Mammotax was discovered by a screen of candidate antisera on a breast cancer cohort of patients seen at the Clearview Cancer Center between 1990 and 2000. This cohort included seventy-eight patients who in addition to surgery received anthracycline treatment (CA) only and seventy-four who received CA plus a taxane. AGI’s analysis identified that antibody to the TLE3 protein stained roughly half the patients and that TLE3 expressing (TLE3+) patients were seven times less likely to have a recurrence at five years.
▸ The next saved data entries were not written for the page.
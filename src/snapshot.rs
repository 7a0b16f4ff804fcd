//! Owned, per-frame views of controller state.
//!
//! [`AxisState`] is the analog half of one decoded report. [`Snapshot`] is an
//! **owned**, read-only copy of every connected controller's frame state,
//! produced by [`Manager::snapshot`](crate::manager::Manager::snapshot) and
//! cheap to clone for fan-out to multiple consumers.
//!
//! # Semantics
//! - Keys are slot indices.
//! - Button masks are the frame-boundary view (`current` / `previous`) plus the
//!   latest decode (`live`).
//! - Axes are the latest decoded values; they are not frame-sampled.
//! - A snapshot never changes. Take a new one after the next `reset_all()`.

use crate::buttons::{Analog, Axis, Buttons, Trigger};
use serde::{Deserialize, Serialize};
use std::collections::BTreeMap;

/// Analog values from one input report.
#[derive(Debug, Clone, Copy, PartialEq, Default, Serialize, Deserialize)]
pub struct AxisState {
    pub left_x: f32,
    pub left_y: f32,
    pub right_x: f32,
    pub right_y: f32,
    pub left_trigger: u8,
    pub right_trigger: u8,
}

impl AxisState {
    /// Stick value in `[-1, 1]`.
    pub fn axis(&self, axis: Axis) -> f32 {
        match axis {
            Axis::LeftX => self.left_x,
            Axis::LeftY => self.left_y,
            Axis::RightX => self.right_x,
            Axis::RightY => self.right_y,
        }
    }

    /// Raw trigger travel, `0..=255`.
    pub fn trigger(&self, trigger: Trigger) -> u8 {
        match trigger {
            Trigger::Left => self.left_trigger,
            Trigger::Right => self.right_trigger,
        }
    }

    /// Any analog channel as `f32`. Triggers are scaled to `[0, 1]`.
    pub fn analog(&self, analog: Analog) -> f32 {
        match analog {
            Analog::Axis(a) => self.axis(a),
            Analog::Trigger(t) => self.trigger(t) as f32 / u8::MAX as f32,
        }
    }
}

/// Frame view of one controller.
#[derive(Debug, Clone, Copy, PartialEq, Default, Serialize, Deserialize)]
pub struct PadState {
    pub current: Buttons,
    pub previous: Buttons,
    pub live: Buttons,
    pub axes: AxisState,
}

impl PadState {
    #[inline]
    pub fn is_down(&self, button: Buttons) -> bool {
        self.current.contains(button)
    }

    #[inline]
    pub fn was_pressed(&self, button: Buttons) -> bool {
        self.current.contains(button) && !self.previous.contains(button)
    }

    #[inline]
    pub fn was_released(&self, button: Buttons) -> bool {
        !self.current.contains(button) && self.previous.contains(button)
    }
}

/// Owned snapshot of all connected controllers (`slot → PadState`).
#[derive(Clone, Debug, Default, Serialize, Deserialize)]
pub struct Snapshot(pub BTreeMap<usize, PadState>);

impl Snapshot {
    /// Get the state for a specific slot.
    #[inline]
    pub fn get(&self, slot: usize) -> Option<&PadState> {
        self.0.get(&slot)
    }

    /// Iterate `(slot, state)` pairs in slot order.
    #[inline]
    pub fn iter(&self) -> impl Iterator<Item = (&usize, &PadState)> {
        self.0.iter()
    }

    #[inline]
    pub fn len(&self) -> usize {
        self.0.len()
    }

    #[inline]
    pub fn is_empty(&self) -> bool {
        self.0.is_empty()
    }
}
As depicted in this graph, patients who received taxane and were TLE3 negative (TLE3-) had a recurrence rate of 26% (Bar C) while patients who received taxane but were TLE3 positive had only a 3.7% chance of recurrence at 5 years (Bar D). In this study, TLE3 provided no prognostic information in patients not treated with a taxane and taxane provided no statistically significant benefit in TLE negative patients (Bars A and B).

In collaboration with Roswell Park Cancer Institute (RPCI), the Mammotax product was validated on a second, independent cohort of 81 high-risk, “triple negative breast cancer” patients treated in 2000 or later. TLE3 expression was again strongly associated with response to therapy only in when patients were treated with taxane therapy (HR=0.15,p<0.02) and appeared to be predictive regardless of disease stage.

AGI’s initial discovery and validation studies with Mammotax were presented by investigators from RPCI at ASCO 2008 and the studies were recently published in Breast Cancer Research in March of 2009.

AGI is collaborating with clinical trial groups for further study of Mammotax in patients enrolled in taxane therapy trials. We are also pursuing the potential of TLE3 as a biomarker to be used for selecting taxane responders in other solid tissue carcinomas.